**Work order**
Line by line, retype the material below exactly, from its first line up to and including the one holding "let mut nlines: u64 = 0;".

(Records shown begins)

// ChatScribe - core/tail.rs
//
// Tail locate: find the byte offset of the last N lines of a transcript by
// scanning backward from end-of-file in bounded windows, without reading
// the whole file. Core layer: operates on Read + Seek handles only.

use crate::core::model::TailStart;
use std::io::{self, Read, Seek, SeekFrom};

/// Locate the byte offset from which a forward read yields the last
/// `lines` lines of the transcript.
///
/// The reader's position is reset internally; callers seek to the returned
/// offset themselves. `window_bytes` caps how much of the file is held in
/// memory at once -- each loop iteration reads one window from the tail
/// backward and counts newlines right-to-left. The offset of the first
/// requested line is the byte after the (N+1)-th newline from the end.
///
/// Returns `TailStart::Empty` for a zero-length file or `lines == 0`, and
/// `TailStart::Offset(0)` when the file holds `lines` lines or fewer.
///
/// A final line without a trailing newline counts as one line, so
/// `"a\nb"` with `lines == 1` resolves to the offset of `"b"`.
pub fn locate_tail<R: Read + Seek>(
    reader: &mut R,
    lines: u32,
    window_bytes: usize,
) -> io::Result<TailStart> {
    let len = reader.seek(SeekFrom::End(0))?;
    if len == 0 || lines == 0 {
        return Ok(TailStart::Empty);
    }

    let window = window_bytes.max(1);
    let mut buf = vec![0u8; window];
    let wanted = u64::from(lines);
    let mut pos = len;
    let mut nlines: u64 = 0;
    let mut at_eof = true;

    // Scan until the (N+1)-th newline from the end is found or the file
    // start is reached. `nlines == wanted` alone is not enough to stop: the
    // newline *before* the Nth-last line may still be in an earlier window.
    while pos > 0 && nlines <= wanted {
        let size = pos.min(window as u64) as usize;
        pos -= size as u64;
        reader.seek(SeekFrom::Start(pos))?;

        let chunk = &mut buf[..size];
        // A short read here is an I/O failure, not a smaller tail.
        reader.read_exact(chunk)?;

        if at_eof {
            // The partial final line (no trailing newline) counts as a line.
            if chunk[size - 1] != b'\n' {
                nlines += 1;
            }
            at_eof = false;
        }

        for i in (0..size).rev() {
            if chunk[i] == b'\n' {
                nlines += 1;
                if nlines > wanted {
                    return Ok(TailStart::Offset(pos + i as u64 + 1));
                }
            }
        }
    }

    // Fewer lines in the file than requested: recall starts at the top.
    Ok(TailStart::Offset(0))
}
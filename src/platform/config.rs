// ChatScribe - platform/config.rs
//
// Platform-specific directory resolution and config.toml loading with
// startup validation.
//
// Uses the `directories` crate for XDG (Linux), AppData (Windows),
// Library (macOS) compliance.

use crate::core::naming;
use crate::util::constants;
use std::path::{Path, PathBuf};

/// Resolved platform paths for ChatScribe data and configuration.
#[derive(Debug, Clone)]
pub struct PlatformPaths {
    /// Configuration directory (e.g. ~/.config/chatscribe/ or %APPDATA%\ChatScribe\)
    pub config_dir: PathBuf,

    /// Data directory holding the transcript store.
    pub data_dir: PathBuf,

    /// Default transcript directory (overridable via config or CLI).
    pub transcript_dir: PathBuf,
}

impl PlatformPaths {
    /// Resolve platform-appropriate paths.
    ///
    /// Falls back to current directory if platform dirs cannot be determined.
    pub fn resolve() -> Self {
        if let Some(proj_dirs) = directories::ProjectDirs::from("", "", constants::APP_ID) {
            let config_dir = proj_dirs.config_dir().to_path_buf();
            let data_dir = proj_dirs.data_dir().to_path_buf();
            let transcript_dir = data_dir.join(constants::TRANSCRIPTS_DIR_NAME);

            tracing::debug!(
                config = %config_dir.display(),
                data = %data_dir.display(),
                transcripts = %transcript_dir.display(),
                "Platform paths resolved"
            );

            Self {
                config_dir,
                data_dir,
                transcript_dir,
            }
        } else {
            tracing::warn!("Could not determine platform directories, using current directory");
            let fallback = PathBuf::from(".");
            Self {
                config_dir: fallback.clone(),
                data_dir: fallback.clone(),
                transcript_dir: fallback.join(constants::TRANSCRIPTS_DIR_NAME),
            }
        }
    }
}

// =============================================================================
// config.toml loading and validation
// =============================================================================

/// Raw deserialisable shape of config.toml.
///
/// Unknown keys are silently ignored for forward compatibility -- a newer
/// config file can be used with an older binary without crashing.
#[derive(Debug, Default, serde::Deserialize)]
#[serde(default)]
pub struct RawConfig {
    /// `[history]` section.
    pub history: HistorySection,
    /// `[naming]` section.
    pub naming: NamingSection,
    /// `[stamp]` section.
    pub stamp: StampSection,
    /// `[logging]` section.
    pub logging: LoggingSection,
}

/// `[history]` config section.
#[derive(Debug, Default, serde::Deserialize)]
#[serde(default)]
pub struct HistorySection {
    /// Trailing lines recalled by default.
    pub lines: Option<u32>,
    /// Skip tail limiting and always recall the whole transcript.
    pub full_history: Option<bool>,
}

/// `[naming]` config section.
#[derive(Debug, Default, serde::Deserialize)]
#[serde(default)]
pub struct NamingSection {
    /// Append a date suffix to transcript file names.
    pub file_date: Option<bool>,
    /// strftime suffix for local chat transcripts.
    pub local_chat_date_format: Option<String>,
    /// strftime suffix for instant message transcripts.
    pub im_date_format: Option<String>,
    /// Transcript directory override.
    pub transcript_dir: Option<String>,
}

/// `[stamp]` config section.
#[derive(Debug, Default, serde::Deserialize)]
#[serde(default)]
pub struct StampSection {
    /// Include the date in record timestamps.
    pub with_date: Option<bool>,
    /// Include seconds in record timestamps.
    pub with_seconds: Option<bool>,
}

/// `[logging]` config section.
#[derive(Debug, Default, serde::Deserialize)]
#[serde(default)]
pub struct LoggingSection {
    /// Log level: "error", "warn", "info", "debug", "trace".
    pub level: Option<String>,
}

/// Validated application configuration derived from `config.toml`.
///
/// All values are validated against named constants at load time. Invalid
/// values produce actionable warnings and fall back to defaults.
#[derive(Debug, Clone)]
pub struct AppConfig {
    // -- History --
    /// Trailing lines recalled by default.
    pub history_lines: u32,
    /// Skip tail limiting and always recall the whole transcript.
    pub full_history: bool,

    // -- Naming --
    /// Append a date suffix to transcript file names.
    pub file_date: bool,
    /// strftime suffix for local chat transcripts.
    pub local_chat_date_format: String,
    /// strftime suffix for instant message transcripts.
    pub im_date_format: String,
    /// Transcript directory override.
    pub transcript_dir: Option<PathBuf>,

    // -- Stamp --
    /// Include the date in record timestamps.
    pub stamp_with_date: bool,
    /// Include seconds in record timestamps.
    pub stamp_with_seconds: bool,

    // -- Logging --
    /// Logging level string (for init before tracing is available).
    pub log_level: Option<String>,
}

impl Default for AppConfig {
    fn default() -> Self {
        Self {
            history_lines: constants::DEFAULT_HISTORY_LINES,
            full_history: false,
            file_date: false,
            local_chat_date_format: constants::DEFAULT_LOCAL_CHAT_DATE_FORMAT.to_string(),
            im_date_format: constants::DEFAULT_IM_DATE_FORMAT.to_string(),
            transcript_dir: None,
            stamp_with_date: false,
            stamp_with_seconds: false,
            log_level: None,
        }
    }
}

/// Load and validate `config.toml` from the given config directory.
///
/// Returns `AppConfig` with validated values and a list of non-fatal
/// warnings. If the file does not exist, returns defaults with no warnings
/// (first-run). If the file is unparseable, returns defaults with an error
/// warning -- the application still starts but the user is informed.
pub fn load_config(config_dir: &Path) -> (AppConfig, Vec<String>) {
    let config_path = config_dir.join(constants::CONFIG_FILE_NAME);

    let mut warnings: Vec<String> = Vec::new();

    if !config_path.exists() {
        tracing::debug!(path = %config_path.display(), "No config.toml found; using defaults");
        return (AppConfig::default(), warnings);
    }

    let content = match std::fs::read_to_string(&config_path) {
        Ok(c) => c,
        Err(e) => {
            let msg = format!(
                "Could not read config file '{}': {e}. Using defaults.",
                config_path.display()
            );
            tracing::warn!("{}", msg);
            warnings.push(msg);
            return (AppConfig::default(), warnings);
        }
    };

    let raw: RawConfig = match toml::from_str(&content) {
        Ok(r) => r,
        Err(e) => {
            let msg = format!(
                "Failed to parse config file '{}': {e}. Using defaults.",
                config_path.display()
            );
            tracing::warn!("{}", msg);
            warnings.push(msg);
            return (AppConfig::default(), warnings);
        }
    };

    tracing::info!(path = %config_path.display(), "Loaded config.toml");

    // Validate each field against named constants, accumulating all warnings.
    let mut config = AppConfig::default();

    // -- History: lines --
    if let Some(lines) = raw.history.lines {
        if (constants::MIN_HISTORY_LINES..=constants::MAX_HISTORY_LINES).contains(&lines) {
            config.history_lines = lines;
        } else {
            warnings.push(format!(
                "[history] lines = {lines} is out of range ({}-{}). Using default ({}).",
                constants::MIN_HISTORY_LINES,
                constants::MAX_HISTORY_LINES,
                constants::DEFAULT_HISTORY_LINES,
            ));
        }
    }

    // -- History: full_history --
    if let Some(full) = raw.history.full_history {
        config.full_history = full;
    }

    // -- Naming: file_date --
    if let Some(dated) = raw.naming.file_date {
        config.file_date = dated;
    }

    // -- Naming: date formats --
    if let Some(ref format) = raw.naming.local_chat_date_format {
        match naming::validate_date_format(format) {
            Ok(()) => config.local_chat_date_format = format.clone(),
            Err(_) => warnings.push(format!(
                "[naming] local_chat_date_format = \"{format}\" is not a valid strftime \
                 string. Using default (\"{}\").",
                constants::DEFAULT_LOCAL_CHAT_DATE_FORMAT,
            )),
        }
    }
    if let Some(ref format) = raw.naming.im_date_format {
        match naming::validate_date_format(format) {
            Ok(()) => config.im_date_format = format.clone(),
            Err(_) => warnings.push(format!(
                "[naming] im_date_format = \"{format}\" is not a valid strftime string. \
                 Using default (\"{}\").",
                constants::DEFAULT_IM_DATE_FORMAT,
            )),
        }
    }

    // -- Naming: transcript_dir --
    if let Some(ref dir) = raw.naming.transcript_dir {
        if !dir.is_empty() {
            config.transcript_dir = Some(PathBuf::from(dir));
        }
    }

    // -- Stamp --
    if let Some(with_date) = raw.stamp.with_date {
        config.stamp_with_date = with_date;
    }
    if let Some(with_seconds) = raw.stamp.with_seconds {
        config.stamp_with_seconds = with_seconds;
    }

    // -- Logging: level --
    if let Some(ref level) = raw.logging.level {
        let valid = ["error", "warn", "info", "debug", "trace"];
        if valid.contains(&level.to_lowercase().as_str()) {
            config.log_level = Some(level.clone());
        } else {
            warnings.push(format!(
                "[logging] level = \"{level}\" is not recognised. \
                 Valid values: error, warn, info, debug, trace. Using default (info).",
            ));
        }
    }

    if !warnings.is_empty() {
        tracing::warn!(count = warnings.len(), "Config validation produced warnings");
    }

    (config, warnings)
}
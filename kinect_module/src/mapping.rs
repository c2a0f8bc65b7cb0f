use crate::face_state::FaceState;
use api::{LegacyExpressions, LegacyTrackingData};
use serde::{Deserialize, Serialize};

/// Jaw movement at or below this is treated as noise.
pub const JAW_OPEN_DEAD_ZONE: f32 = 0.2;
/// Stretcher-minus-depressor must exceed this to read as a smile.
pub const SMILE_DELTA_THRESHOLD: f32 = 0.1;
/// Brow raiser must be below this for a negative delta to read as sad.
pub const SAD_BROW_THRESHOLD: f32 = -0.3;
pub const MOUTH_CORNER_SCALE: f32 = 0.25;

/// The Kinect solver has no eye-closure unit, so openness is pinned.
pub const EYE_OPENNESS: f32 = 1.0;

/// What to do with shapes a tick did not write.
#[derive(Debug, Clone, Copy, Serialize, Deserialize, PartialEq, Eq, Default)]
pub enum ShapeWriteMode {
    /// Zero every shape the current tick left alone.
    #[default]
    #[serde(alias = "reset")]
    Reset,
    /// Leave untouched shapes at whatever the host last held.
    #[serde(alias = "carry_over", alias = "carryover")]
    CarryOver,
}

/// One tick's worth of mapped weights. `None` means the branch that ran did
/// not write that shape.
#[derive(Debug, Clone, PartialEq)]
pub struct BlendshapeSet {
    pub eye_openness: f32,
    weights: [Option<f32>; LegacyExpressions::Max as usize],
}

impl Default for BlendshapeSet {
    fn default() -> Self {
        Self {
            eye_openness: EYE_OPENNESS,
            weights: [None; LegacyExpressions::Max as usize],
        }
    }
}

impl BlendshapeSet {
    pub fn get(&self, expr: LegacyExpressions) -> Option<f32> {
        self.weights.get(expr as usize).copied().flatten()
    }

    pub fn is_written(&self, expr: LegacyExpressions) -> bool {
        self.get(expr).is_some()
    }

    /// Shapes written this tick, in index order.
    pub fn written(&self) -> impl Iterator<Item = (LegacyExpressions, f32)> + '_ {
        LegacyExpressions::ALL
            .iter()
            .filter_map(move |&e| self.get(e).map(|w| (e, w)))
    }

    fn set(&mut self, expr: LegacyExpressions, weight: f32) {
        if let Some(slot) = self.weights.get_mut(expr as usize) {
            *slot = Some(weight);
        }
    }

    fn set_pair(&mut self, left: LegacyExpressions, right: LegacyExpressions, weight: f32) {
        self.set(left, weight);
        self.set(right, weight);
    }

    pub fn apply(&self, data: &mut LegacyTrackingData, mode: ShapeWriteMode) {
        data.eye.left.openness = self.eye_openness;
        data.eye.right.openness = self.eye_openness;
        data.eye.combined.openness = self.eye_openness;

        for &expr in LegacyExpressions::ALL.iter() {
            match (self.get(expr), mode) {
                (Some(weight), _) => data.set_weight(expr, weight),
                (None, ShapeWriteMode::Reset) => data.set_weight(expr, 0.0),
                (None, ShapeWriteMode::CarryOver) => {}
            }
        }
    }
}

/// Maps raw Kinect action units onto legacy blendshapes. Stateless; every
/// tick is evaluated from scratch.
pub fn map_face_state(state: &FaceState) -> BlendshapeSet {
    use LegacyExpressions::*;

    let mut set = BlendshapeSet::default();

    // Brows stand in for the eye lids
    set.set_pair(EyeWidenLeft, EyeWidenRight, state.brow_raiser);
    set.set(EyeWidenCombined, state.brow_raiser);
    set.set_pair(EyeSqueezeLeft, EyeSqueezeRight, state.brow_lower);
    set.set(EyeSqueezeCombined, state.brow_lower);

    let jaw = if state.jaw_lower > JAW_OPEN_DEAD_ZONE {
        state.jaw_lower
    } else {
        0.0
    };
    set.set(JawOpen, jaw);

    let lcd = state.lip_corner_depressor;
    let delta = state.lip_stretcher - lcd;

    // Smile and sad are independent; the thresholds never overlap anyway.
    let smile = if delta > SMILE_DELTA_THRESHOLD && lcd < 0.0 {
        delta.min(1.0) * MOUTH_CORNER_SCALE
    } else {
        0.0
    };
    set.set_pair(MouthSmileLeft, MouthSmileRight, smile);

    let sad = if delta < 0.0 && state.brow_raiser < SAD_BROW_THRESHOLD {
        -lcd * MOUTH_CORNER_SCALE
    } else {
        0.0
    };
    set.set_pair(MouthSadLeft, MouthSadRight, sad);

    if state.lip_raiser >= 0.0 {
        set.set_pair(MouthUpperLeft, MouthUpperRight, state.lip_raiser);
    } else {
        set.set_pair(MouthLowerLeft, MouthLowerRight, state.lip_raiser.abs());
    }

    if lcd >= 0.0 {
        set.set_pair(MouthUpperUpLeft, MouthUpperUpRight, lcd);
    } else {
        set.set_pair(MouthLowerDownLeft, MouthLowerDownRight, lcd.abs());
    }

    set
}
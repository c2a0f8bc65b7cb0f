pub mod channel;
pub mod companion;
pub mod config;
pub mod error;
pub mod face_state;
pub mod handshake;
pub mod kinect;
pub mod mapping;
pub mod poll;
pub mod shm;
pub mod sink;

pub use channel::{ChannelState, SharedChannel};
pub use config::KinectConfig;
pub use error::{KinectError, Result};
pub use face_state::{FaceState, FACE_STATE_SIZE};
pub use handshake::RetryPolicy;
pub use kinect::KinectModule;
pub use mapping::{map_face_state, BlendshapeSet, ShapeWriteMode};
pub use poll::{CancellationToken, PollLoop};
pub use sink::{BlendshapeSink, SharedTrackingData};

use api::TrackingModule;

#[no_mangle]
#[allow(improper_ctypes_definitions)]
pub extern "C" fn create_module() -> Box<dyn TrackingModule> {
    Box::new(KinectModule::new())
}
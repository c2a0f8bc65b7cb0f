use crate::mapping::{BlendshapeSet, ShapeWriteMode};
use api::LegacyTrackingData;
use std::sync::{Arc, PoisonError, RwLock};

/// Receives the mapped weights once per tick.
pub trait BlendshapeSink: Send + 'static {
    fn publish(&mut self, set: &BlendshapeSet);
}

/// Tracking data shared between the poll thread and the host's update call.
#[derive(Clone, Default)]
pub struct SharedTrackingData {
    data: Arc<RwLock<LegacyTrackingData>>,
    mode: ShapeWriteMode,
}

impl SharedTrackingData {
    pub fn new(mode: ShapeWriteMode) -> Self {
        Self {
            data: Arc::new(RwLock::new(LegacyTrackingData::default())),
            mode,
        }
    }

    pub fn mode(&self) -> ShapeWriteMode {
        self.mode
    }

    pub fn snapshot(&self) -> LegacyTrackingData {
        self.data
            .read()
            .unwrap_or_else(PoisonError::into_inner)
            .clone()
    }

    pub fn copy_into(&self, target: &mut LegacyTrackingData) {
        let data = self.data.read().unwrap_or_else(PoisonError::into_inner);
        target.clone_from(&*data);
    }
}

impl BlendshapeSink for SharedTrackingData {
    fn publish(&mut self, set: &BlendshapeSet) {
        let mut data = self.data.write().unwrap_or_else(PoisonError::into_inner);
        set.apply(&mut data, self.mode);
    }
}
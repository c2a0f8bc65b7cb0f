use kinect_module::{KinectConfig, KinectError, RetryPolicy, ShapeWriteMode};
use std::path::Path;
use std::time::Duration;

#[test]
fn test_defaults() {
    let config = KinectConfig::default();
    assert_eq!(config.channel_name, "KinectFaceTracking.FaceState");
    assert!(config.launch_companion);
    assert_eq!(config.retry_policy(), RetryPolicy::default());
    assert_eq!(config.poll_interval(), Duration::from_millis(10));
    assert_eq!(config.shape_write_mode, ShapeWriteMode::Reset);
}

#[test]
fn test_partial_json_fills_defaults() {
    let json = r#"{ "channel_name": "Custom", "poll_interval_ms": 20 }"#;
    let config = KinectConfig::from_json(Path::new("test.json"), json).unwrap();

    assert_eq!(config.channel_name, "Custom");
    assert_eq!(config.poll_interval(), Duration::from_millis(20));
    assert_eq!(config.connect_attempts, 5);
    assert_eq!(config.connect_retry_ms, 500);
}

#[test]
fn test_write_mode_aliases() {
    for (json, expected) in [
        (r#"{ "shape_write_mode": "CarryOver" }"#, ShapeWriteMode::CarryOver),
        (r#"{ "shape_write_mode": "carry_over" }"#, ShapeWriteMode::CarryOver),
        (r#"{ "write_mode": "reset" }"#, ShapeWriteMode::Reset),
    ] {
        let config = KinectConfig::from_json(Path::new("test.json"), json).unwrap();
        assert_eq!(config.shape_write_mode, expected, "{}", json);
    }
}

#[test]
fn test_zero_poll_interval_is_clamped() {
    let config = KinectConfig {
        poll_interval_ms: 0,
        ..Default::default()
    };
    assert_eq!(config.poll_interval(), Duration::from_millis(1));
}

#[test]
fn test_invalid_json_is_config_error() {
    let err = KinectConfig::from_json(Path::new("broken.json"), "{ nope").unwrap_err();
    assert!(matches!(err, KinectError::Config { .. }));
}

#[test]
fn test_load_writes_default_when_missing() {
    let dir = std::env::temp_dir().join(format!("kinect_config_{}", std::process::id()));
    std::fs::create_dir_all(&dir).unwrap();
    let path = dir.join("kinect_module.json");
    let _ = std::fs::remove_file(&path);

    let config = KinectConfig::load(&path).unwrap();
    assert_eq!(config, KinectConfig::default());
    assert!(path.exists());

    // And reads it back unchanged
    assert_eq!(KinectConfig::load(&path).unwrap(), config);
    std::fs::remove_dir_all(&dir).unwrap();
}
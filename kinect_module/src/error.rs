//! Error types for the Kinect module

use std::io;
use std::path::PathBuf;
use thiserror::Error;

pub type Result<T> = std::result::Result<T, KinectError>;

#[derive(Debug, Error)]
pub enum KinectError {
    /// The companion executable is not where the config says it is
    #[error("Companion executable not found at {path:?}")]
    ExecutableNotFound { path: PathBuf },

    #[error("Failed to spawn companion {path:?}: {source}")]
    Spawn {
        path: PathBuf,
        #[source]
        source: io::Error,
    },

    /// The producer never created the region within the retry window
    #[error("Shared memory '{name}' not found after {attempts} attempt(s)")]
    ChannelNotFound { name: String, attempts: u32 },

    /// Any other OS failure while opening. Not retried.
    #[error("Failed to open shared memory '{name}': {source}")]
    ChannelOpen {
        name: String,
        #[source]
        source: io::Error,
    },

    #[error("Shared memory '{name}' is {actual} bytes, expected at least {expected}")]
    RegionTooSmall {
        name: String,
        expected: usize,
        actual: usize,
    },

    #[error("Failed to read face state: {0}")]
    ReadFailure(String),

    #[error("Shared memory '{name}' is not connected")]
    NotConnected { name: String },

    #[error("Failed to start poll thread: {0}")]
    PollThread(#[source] io::Error),

    #[error("Invalid config {path:?}: {source}")]
    Config {
        path: PathBuf,
        #[source]
        source: serde_json::Error,
    },
}

impl KinectError {
    /// Only a missing region is worth waiting for.
    pub fn is_retryable(&self) -> bool {
        matches!(self, KinectError::ChannelNotFound { .. })
    }

    /// Groups size mismatches with the other non-retryable open failures.
    pub fn is_open_error(&self) -> bool {
        matches!(
            self,
            KinectError::ChannelOpen { .. } | KinectError::RegionTooSmall { .. }
        )
    }
}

(Records shown ends)

**Result below**
// ChatScribe - core/tail.rs
//
// Tail locate: find the byte offset of the last N lines of a transcript by
// scanning backward from end-of-file in bounded windows, without reading
// the whole file. Core layer: operates on Read + Seek handles only.

use crate::core::model::TailStart;
use std::io::{self, Read, Seek, SeekFrom};

/// Locate the byte offset from which a forward read yields the last
/// `lines` lines of the transcript.
///
/// The reader's position is reset internally; callers seek to the returned
/// offset themselves. `window_bytes` caps how much of the file is held in
/// memory at once -- each loop iteration reads one window from the tail
/// backward and counts newlines right-to-left. The offset of the first
/// requested line is the byte after the (N+1)-th newline from the end.
///
/// Returns `TailStart::Empty` for a zero-length file or `lines == 0`, and
/// `TailStart::Offset(0)` when the file holds `lines` lines or fewer.
///
/// A final line without a trailing newline counts as one line, so
/// `"a\nb"` with `lines == 1` resolves to the offset of `"b"`.
pub fn locate_tail<R: Read + Seek>(
    reader: &mut R,
    lines: u32,
    window_bytes: usize,
) -> io::Result<TailStart> {
    let len = reader.seek(SeekFrom::End(0))?;
    if len == 0 || lines == 0 {
        return Ok(TailStart::Empty);
    }

    let window = window_bytes.max(1);
    let mut buf = vec![0u8; window];
    let wanted = u64::from(lines);
    let mut pos = len;
    let mut nlines: u64 = 0;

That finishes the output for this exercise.